Les gouvernements avaient longtemps reculé une explication inévitable. Les populations eurent moins de patience que les rois. Édouard Ier et Philippe le Bel ne se déclarèrent pas la guerre : elle éclata spontanément entre les marins normands et ceux de Bordeaux. Les gouvernements y furent entraînés après une longue procédure, Philippe le Bel ayant voulu juger et condamner Édouard comme l’avait été Jean sans Terre. Cette fois, le moyen juridique ne réussit plus. Le conflit était devenu celui de deux nations et le roi anglais était opiniâtre. Philippe le Bel comprit qu’une lutte grave s’ouvrait et il eut le premier cette idée que, pour combattre l’Angleterre, c’était sur mer qu’il fallait l’atteindre. La France commençait à avoir une marine.

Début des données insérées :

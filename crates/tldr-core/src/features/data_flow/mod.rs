//! Data-flow graph construction (C3): definitions, uses, and the reaching
//! definitions that connect them, for any grammar-backed language via its
//! `SyntaxProfile`.

pub mod infrastructure;
pub mod ports;

use tree_sitter::Node;

use crate::features::parsing::ports::SyntaxProfile;
use crate::shared::models::DFGInfo;

pub use infrastructure::generic_dfg_builder::build_dfg;
pub use ports::{DFGBuilder, GenericDFGBuilder};

/// Builds one `DFGInfo` per function-like node found anywhere in `root`,
/// named the same way `flow_graph::build_cfgs_for_tree` names its CFGs.
pub fn build_dfgs_for_tree(root: Node, source: &str, profile: &SyntaxProfile) -> Vec<DFGInfo> {
    let mut out = Vec::new();
    collect_and_build(root, source, profile, &mut out);
    out
}

fn collect_and_build(node: Node, source: &str, profile: &SyntaxProfile, out: &mut Vec<DFGInfo>) {
    for i in 0..node.child_count() {
        let Some(child) = node.child(i) else { continue };
        if profile.function_kinds.contains(&child.kind()) {
            let name = function_name(&child, profile, source);
            out.push(build_dfg(&name, child, source, profile));
        }
        collect_and_build(child, source, profile, out);
    }
}

fn function_name(node: &Node, profile: &SyntaxProfile, source: &str) -> String {
    for i in 0..node.child_count() {
        if let Some(child) = node.child(i) {
            if profile.identifier_kinds.contains(&child.kind()) {
                return source[child.start_byte()..child.end_byte()].to_string();
            }
        }
    }
    "<anonymous>".to_string()
}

Les Croisades, les expéditions de Sicile et d’Espagne avaient formé des marins. Philippe le Bel appela dans la Manche les navires qu’il avait dans la Méditerranée. Les Génois construisirent à Rouen un arsenal et une escadre et lui donnèrent un amiral. Alors Édouard Ier, alarmé de cette force maritime naissante, suscita contre la France une coalition européenne, la même que celle de Bouvines. Philippe le Bel à son tour chercha des alliés et répondit par un véritable blocus continental auquel prirent part la Suède, la Norvège, les villes de la Hanse, les États ibériques. Mais, à ce blocus, qui devait étouffer l’Angleterre, la Flandre refusa de s’associer parce que ses tissages avaient besoin de la laine anglaise. Il fallait renoncer à la guerre économique ou bien forcer la Flandre à servir la politique française. Entre les deux belligérants, le pays flamand, — la future Belgique, — devenait le véritable enjeu.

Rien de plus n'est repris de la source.